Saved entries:
-- Opening Marker --

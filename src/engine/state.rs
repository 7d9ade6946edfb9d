//! State guarded by the engine lock, and engine counters.

use std::collections::VecDeque;
use std::sync::atomic::{AtomicU64, Ordering};
use std::sync::Arc;

use crate::column_family::{ColumnFamilyData, ColumnFamilySet};
use crate::snapshot::SnapshotList;
use crate::version::FileMetaData;

pub(crate) struct DbState {
    pub column_families: ColumnFamilySet,

    // -------------------------------------------------------------------------
    // Background Scheduling
    // -------------------------------------------------------------------------
    /// Families waiting for a flush; each entry holds a reference.
    pub flush_queue: VecDeque<Arc<ColumnFamilyData>>,
    /// Families waiting for a compaction; each entry holds a reference.
    pub compaction_queue: VecDeque<Arc<ColumnFamilyData>>,
    pub unscheduled_flushes: usize,
    pub unscheduled_compactions: usize,
    pub bg_flush_scheduled: usize,
    pub bg_compaction_scheduled: usize,

    // -------------------------------------------------------------------------
    // Write Path
    // -------------------------------------------------------------------------
    /// Bytes of the previous group, charged against the delay bucket.
    pub last_batch_group_size: usize,
    pub snapshots: SnapshotList,

    // -------------------------------------------------------------------------
    // Files
    // -------------------------------------------------------------------------
    /// Logs and tables share one number space.
    pub next_file_number: u64,
    pub logfile_number: u64,
    /// Nothing has been written to the current log yet.
    pub log_empty: bool,
    /// Logs not yet deleted, oldest first.
    pub alive_logs: VecDeque<u64>,
    /// Tables removed from a version; deletable once nothing else holds them.
    pub obsolete_candidates: Vec<Arc<FileMetaData>>,
}

impl DbState {
    pub fn new(column_families: ColumnFamilySet) -> Self {
        Self {
            column_families,
            flush_queue: VecDeque::new(),
            compaction_queue: VecDeque::new(),
            unscheduled_flushes: 0,
            unscheduled_compactions: 0,
            bg_flush_scheduled: 0,
            bg_compaction_scheduled: 0,
            last_batch_group_size: 0,
            snapshots: SnapshotList::new(),
            next_file_number: 1,
            logfile_number: 0,
            log_empty: true,
            alive_logs: VecDeque::new(),
            obsolete_candidates: Vec::new(),
        }
    }

    pub fn new_file_number(&mut self) -> u64 {
        let number = self.next_file_number;
        self.next_file_number += 1;
        number
    }
}

// =============================================================================
// Statistics
// =============================================================================

/// Point-in-time copy of the engine counters
#[derive(Debug, Clone, Default, PartialEq, Eq)]
pub struct EngineStats {
    /// Writes a thread committed as group leader
    pub writes_done_by_self: u64,
    /// Writes committed on a thread's behalf by another leader
    pub writes_done_by_other: u64,
    pub write_groups: u64,
    pub wal_records: u64,
    pub wal_bytes: u64,
    pub wal_syncs: u64,
    pub keys_written: u64,
    pub bytes_written: u64,
    /// Writes that were delayed or stopped before commit
    pub write_stalls: u64,
    pub stall_micros: u64,
    pub memtable_switches: u64,
    pub flushes_completed: u64,
    pub compactions_completed: u64,
}

#[derive(Debug, Default)]
pub(crate) struct StatsCounters {
    pub writes_done_by_self: AtomicU64,
    pub writes_done_by_other: AtomicU64,
    pub write_groups: AtomicU64,
    pub wal_records: AtomicU64,
    pub wal_bytes: AtomicU64,
    pub wal_syncs: AtomicU64,
    pub keys_written: AtomicU64,
    pub bytes_written: AtomicU64,
    pub write_stalls: AtomicU64,
    pub stall_micros: AtomicU64,
    pub memtable_switches: AtomicU64,
    pub flushes_completed: AtomicU64,
    pub compactions_completed: AtomicU64,
}

impl StatsCounters {
    pub fn add(counter: &AtomicU64, value: u64) {
        counter.fetch_add(value, Ordering::Relaxed);
    }

    pub fn snapshot(&self) -> EngineStats {
        let load = |c: &AtomicU64| c.load(Ordering::Relaxed);
        EngineStats {
            writes_done_by_self: load(&self.writes_done_by_self),
            writes_done_by_other: load(&self.writes_done_by_other),
            write_groups: load(&self.write_groups),
            wal_records: load(&self.wal_records),
            wal_bytes: load(&self.wal_bytes),
            wal_syncs: load(&self.wal_syncs),
            keys_written: load(&self.keys_written),
            bytes_written: load(&self.bytes_written),
            write_stalls: load(&self.write_stalls),
            stall_micros: load(&self.stall_micros),
            memtable_switches: load(&self.memtable_switches),
            flushes_completed: load(&self.flushes_completed),
            compactions_completed: load(&self.compactions_completed),
        }
    }
}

-- Closing Marker --

Work instructions: Starting at the top of the records, copy every line exactly.

Written solution:
filename src/engine/state.rs
repository 7d9ade6946edfb9d
//! State guarded by the engine lock, and engine counters.

use std::collections::VecDeque;
use std::sync::atomic::{AtomicU64, Ordering};
use std::sync::Arc;

use crate::column_family::{ColumnFamilyData, ColumnFamilySet};
use crate::snapshot::SnapshotList;
use crate::version::FileMetaData;

pub(crate) struct DbState {
    pub column_families: ColumnFamilySet,

    // -------------------------------------------------------------------------
    // Background Scheduling
    // -------------------------------------------------------------------------
    /// Families waiting for a flush; each entry holds a reference.
    pub flush_queue: VecDeque<Arc<ColumnFamilyData>>,
    /// Families waiting for a compaction; each entry holds a reference.
    pub compaction_queue: VecDeque<Arc<ColumnFamilyData>>,
    pub unscheduled_flushes: usize,
    pub unscheduled_compactions: usize,
    pub bg_flush_scheduled: usize,
    pub bg_compaction_scheduled: usize,

    // -------------------------------------------------------------------------
    // Write Path
    // -------------------------------------------------------------------------
    /// Bytes of the previous group, charged against the delay bucket.
    pub last_batch_group_size: usize,
    pub snapshots: SnapshotList,

    // -------------------------------------------------------------------------
    // Files
    // -------------------------------------------------------------------------
    /// Logs and tables share one number space.
    pub next_file_number: u64,
    pub logfile_number: u64,
    /// Nothing has been written to the current log yet.
    pub log_empty: bool,
    /// Logs not yet deleted, oldest first.
    pub alive_logs: VecDeque<u64>,
    /// Tables removed from a version; deletable once nothing else holds them.
    pub obsolete_candidates: Vec<Arc<FileMetaData>>,
}

impl DbState {
    pub fn new(column_families: ColumnFamilySet) -> Self {
        Self {
            column_families,
            flush_queue: VecDeque::new(),
            compaction_queue: VecDeque::new(),
            unscheduled_flushes: 0,
            unscheduled_compactions: 0,
            bg_flush_scheduled: 0,
            bg_compaction_scheduled: 0,
            last_batch_group_size: 0,
            snapshots: SnapshotList::new(),
            next_file_number: 1,
            logfile_number: 0,
            log_empty: true,
            alive_logs: VecDeque::new(),
            obsolete_candidates: Vec::new(),
        }
    }

    pub fn new_file_number(&mut self) -> u64 {
        let number = self.next_file_number;
        self.next_file_number += 1;
        number
    }
}

// =============================================================================
// Statistics
// =============================================================================

/// Point-in-time copy of the engine counters
#[derive(Debug, Clone, Default, PartialEq, Eq)]
pub struct EngineStats {
    /// Writes a thread committed as group leader
    pub writes_done_by_self: u64,
    /// Writes committed on a thread's behalf by another leader
    pub writes_done_by_other: u64,
    pub write_groups: u64,
    pub wal_records: u64,
    pub wal_bytes: u64,
    pub wal_syncs: u64,
    pub keys_written: u64,
    pub bytes_written: u64,
    /// Writes that were delayed or stopped before commit
    pub write_stalls: u64,
    pub stall_micros: u64,
    pub memtable_switches: u64,
    pub flushes_completed: u64,
    pub compactions_completed: u64,
}

#[derive(Debug, Default)]
pub(crate) struct StatsCounters {
    pub writes_done_by_self: AtomicU64,
    pub writes_done_by_other: AtomicU64,
    pub write_groups: AtomicU64,
    pub wal_records: AtomicU64,
    pub wal_bytes: AtomicU64,
    pub wal_syncs: AtomicU64,
    pub keys_written: AtomicU64,
    pub bytes_written: AtomicU64,
    pub write_stalls: AtomicU64,
    pub stall_micros: AtomicU64,
    pub memtable_switches: AtomicU64,
    pub flushes_completed: AtomicU64,
    pub compactions_completed: AtomicU64,
}

impl StatsCounters {
    pub fn add(counter: &AtomicU64, value: u64) {
        counter.fetch_add(value, Ordering::Relaxed);
    }

    pub fn snapshot(&self) -> EngineStats {
        let load = |c: &AtomicU64| c.load(Ordering::Relaxed);
        EngineStats {
            writes_done_by_self: load(&self.writes_done_by_self),
            writes_done_by_other: load(&self.writes_done_by_other),
            write_groups: load(&self.write_groups),
            wal_records: load(&self.wal_records),
            wal_bytes: load(&self.wal_bytes),
            wal_syncs: load(&self.wal_syncs),
            keys_written: load(&self.keys_written),
            bytes_written: load(&self.bytes_written),
            write_stalls: load(&self.write_stalls),
            stall_micros: load(&self.stall_micros),
            memtable_switches: load(&self.memtable_switches),
            flushes_completed: load(&self.flushes_completed),
            compactions_completed: load(&self.compactions_completed),
        }
    }
}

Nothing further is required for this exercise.